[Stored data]
===============
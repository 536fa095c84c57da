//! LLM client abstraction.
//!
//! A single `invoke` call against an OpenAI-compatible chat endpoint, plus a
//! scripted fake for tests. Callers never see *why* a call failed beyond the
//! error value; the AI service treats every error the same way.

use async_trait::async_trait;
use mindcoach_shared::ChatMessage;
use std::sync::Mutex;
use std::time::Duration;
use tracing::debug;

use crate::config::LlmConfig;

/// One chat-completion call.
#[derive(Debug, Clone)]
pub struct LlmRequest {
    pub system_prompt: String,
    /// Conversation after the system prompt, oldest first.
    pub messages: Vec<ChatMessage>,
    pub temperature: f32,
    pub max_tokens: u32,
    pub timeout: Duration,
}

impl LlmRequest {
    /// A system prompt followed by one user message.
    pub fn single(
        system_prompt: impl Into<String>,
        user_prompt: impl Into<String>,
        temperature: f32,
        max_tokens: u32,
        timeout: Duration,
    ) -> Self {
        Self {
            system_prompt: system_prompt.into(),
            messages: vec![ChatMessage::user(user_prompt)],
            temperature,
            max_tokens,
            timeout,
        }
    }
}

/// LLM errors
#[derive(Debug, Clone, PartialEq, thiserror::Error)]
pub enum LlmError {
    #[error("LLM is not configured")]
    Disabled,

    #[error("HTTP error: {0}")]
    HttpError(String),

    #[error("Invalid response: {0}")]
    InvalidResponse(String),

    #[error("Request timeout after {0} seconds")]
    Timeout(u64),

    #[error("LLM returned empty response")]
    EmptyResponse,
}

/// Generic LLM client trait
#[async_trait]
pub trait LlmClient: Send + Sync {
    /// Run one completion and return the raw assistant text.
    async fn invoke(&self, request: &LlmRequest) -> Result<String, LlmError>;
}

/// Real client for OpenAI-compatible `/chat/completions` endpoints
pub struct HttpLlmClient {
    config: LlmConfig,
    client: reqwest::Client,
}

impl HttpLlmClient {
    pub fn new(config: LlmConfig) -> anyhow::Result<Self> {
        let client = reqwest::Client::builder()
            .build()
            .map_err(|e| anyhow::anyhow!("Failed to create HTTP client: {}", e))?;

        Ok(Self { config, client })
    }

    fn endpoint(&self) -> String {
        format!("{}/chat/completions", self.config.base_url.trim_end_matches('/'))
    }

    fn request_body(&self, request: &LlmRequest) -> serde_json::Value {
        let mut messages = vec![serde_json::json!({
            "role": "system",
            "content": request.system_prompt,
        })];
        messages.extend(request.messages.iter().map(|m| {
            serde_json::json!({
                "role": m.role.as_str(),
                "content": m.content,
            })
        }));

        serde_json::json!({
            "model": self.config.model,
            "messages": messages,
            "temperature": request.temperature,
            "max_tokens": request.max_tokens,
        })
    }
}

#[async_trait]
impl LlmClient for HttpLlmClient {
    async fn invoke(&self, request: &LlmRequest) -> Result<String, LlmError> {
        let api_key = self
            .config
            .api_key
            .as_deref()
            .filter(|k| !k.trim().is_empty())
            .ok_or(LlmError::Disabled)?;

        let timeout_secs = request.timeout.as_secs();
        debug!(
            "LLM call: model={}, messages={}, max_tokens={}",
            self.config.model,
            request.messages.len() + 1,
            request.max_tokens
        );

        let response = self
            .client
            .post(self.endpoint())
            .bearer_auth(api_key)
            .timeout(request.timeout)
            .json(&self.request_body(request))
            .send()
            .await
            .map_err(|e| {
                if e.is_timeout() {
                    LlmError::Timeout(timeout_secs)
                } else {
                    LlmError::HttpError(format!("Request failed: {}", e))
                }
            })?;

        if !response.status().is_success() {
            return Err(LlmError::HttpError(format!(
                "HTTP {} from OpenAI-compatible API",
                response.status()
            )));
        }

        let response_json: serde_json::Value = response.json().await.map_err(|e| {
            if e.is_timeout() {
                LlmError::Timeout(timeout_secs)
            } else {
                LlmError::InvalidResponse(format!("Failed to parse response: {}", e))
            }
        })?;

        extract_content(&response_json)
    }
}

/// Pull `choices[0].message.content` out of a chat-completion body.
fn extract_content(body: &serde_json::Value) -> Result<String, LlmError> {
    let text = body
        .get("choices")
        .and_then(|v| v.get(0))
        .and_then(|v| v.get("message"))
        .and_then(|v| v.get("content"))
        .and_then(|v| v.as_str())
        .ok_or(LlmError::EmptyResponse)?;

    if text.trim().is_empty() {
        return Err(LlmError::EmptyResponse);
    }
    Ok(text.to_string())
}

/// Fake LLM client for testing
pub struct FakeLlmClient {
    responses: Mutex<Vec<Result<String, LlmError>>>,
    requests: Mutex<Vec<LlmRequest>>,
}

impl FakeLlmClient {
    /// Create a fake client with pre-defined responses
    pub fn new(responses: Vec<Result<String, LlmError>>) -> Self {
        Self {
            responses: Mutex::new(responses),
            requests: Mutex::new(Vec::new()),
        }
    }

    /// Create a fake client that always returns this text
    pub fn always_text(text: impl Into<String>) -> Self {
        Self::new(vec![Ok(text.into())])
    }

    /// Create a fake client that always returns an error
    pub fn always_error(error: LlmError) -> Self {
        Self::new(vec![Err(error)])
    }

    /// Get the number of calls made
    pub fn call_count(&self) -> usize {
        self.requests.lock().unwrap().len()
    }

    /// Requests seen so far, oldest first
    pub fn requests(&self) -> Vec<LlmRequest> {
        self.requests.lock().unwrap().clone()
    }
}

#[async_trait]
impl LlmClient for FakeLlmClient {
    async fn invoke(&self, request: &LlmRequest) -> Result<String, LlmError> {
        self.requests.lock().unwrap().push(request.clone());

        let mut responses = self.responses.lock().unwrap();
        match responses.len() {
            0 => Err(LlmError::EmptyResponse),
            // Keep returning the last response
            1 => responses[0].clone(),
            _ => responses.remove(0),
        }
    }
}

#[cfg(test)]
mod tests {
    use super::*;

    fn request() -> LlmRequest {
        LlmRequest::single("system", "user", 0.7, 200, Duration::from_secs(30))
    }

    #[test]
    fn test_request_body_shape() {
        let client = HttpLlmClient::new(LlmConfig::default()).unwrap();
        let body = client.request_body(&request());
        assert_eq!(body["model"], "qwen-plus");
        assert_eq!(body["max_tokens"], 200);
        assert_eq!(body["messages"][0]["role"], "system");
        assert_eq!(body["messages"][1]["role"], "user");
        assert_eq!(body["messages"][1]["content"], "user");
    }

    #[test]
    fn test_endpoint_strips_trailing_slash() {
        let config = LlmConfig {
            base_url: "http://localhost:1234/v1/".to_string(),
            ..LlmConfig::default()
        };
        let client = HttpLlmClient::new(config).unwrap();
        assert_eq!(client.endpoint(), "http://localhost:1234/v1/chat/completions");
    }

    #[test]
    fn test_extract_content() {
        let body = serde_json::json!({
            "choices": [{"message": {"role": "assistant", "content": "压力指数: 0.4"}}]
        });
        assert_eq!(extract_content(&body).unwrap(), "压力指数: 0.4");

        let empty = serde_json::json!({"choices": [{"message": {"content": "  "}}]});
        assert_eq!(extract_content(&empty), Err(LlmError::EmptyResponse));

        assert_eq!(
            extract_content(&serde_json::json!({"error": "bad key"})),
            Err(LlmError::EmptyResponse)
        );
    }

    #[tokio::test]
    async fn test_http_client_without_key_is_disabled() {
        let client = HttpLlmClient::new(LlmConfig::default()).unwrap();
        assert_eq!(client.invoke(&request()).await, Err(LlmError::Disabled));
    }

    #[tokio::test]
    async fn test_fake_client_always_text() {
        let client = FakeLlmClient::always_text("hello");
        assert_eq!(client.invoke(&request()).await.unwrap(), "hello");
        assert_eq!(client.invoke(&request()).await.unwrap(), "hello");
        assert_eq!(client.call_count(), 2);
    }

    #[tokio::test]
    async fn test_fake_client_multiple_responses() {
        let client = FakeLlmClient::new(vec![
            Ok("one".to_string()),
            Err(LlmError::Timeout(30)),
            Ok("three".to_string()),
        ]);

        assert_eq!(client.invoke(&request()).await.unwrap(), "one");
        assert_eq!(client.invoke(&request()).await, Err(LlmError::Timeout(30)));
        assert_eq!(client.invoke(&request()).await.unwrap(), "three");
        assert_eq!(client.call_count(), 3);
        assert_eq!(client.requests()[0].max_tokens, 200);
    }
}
===============
* [THE PROBLEM]: All lines above from the one containing "use async_trait::async_trait;" to the one containing "one user message." must be repeated exactly, both lines included, and no others.

* [SOLUTION FOR THIS PROBLEM]:
use async_trait::async_trait;
use mindcoach_shared::ChatMessage;
use std::sync::Mutex;
use std::time::Duration;
use tracing::debug;

use crate::config::LlmConfig;

/// One chat-completion call.
#[derive(Debug, Clone)]
pub struct LlmRequest {
    pub system_prompt: String,
    /// Conversation after the system prompt, oldest first.
    pub messages: Vec<ChatMessage>,
    pub temperature: f32,
    pub max_tokens: u32,
    pub timeout: Duration,
}

impl LlmRequest {
    /// A system prompt followed by one user message.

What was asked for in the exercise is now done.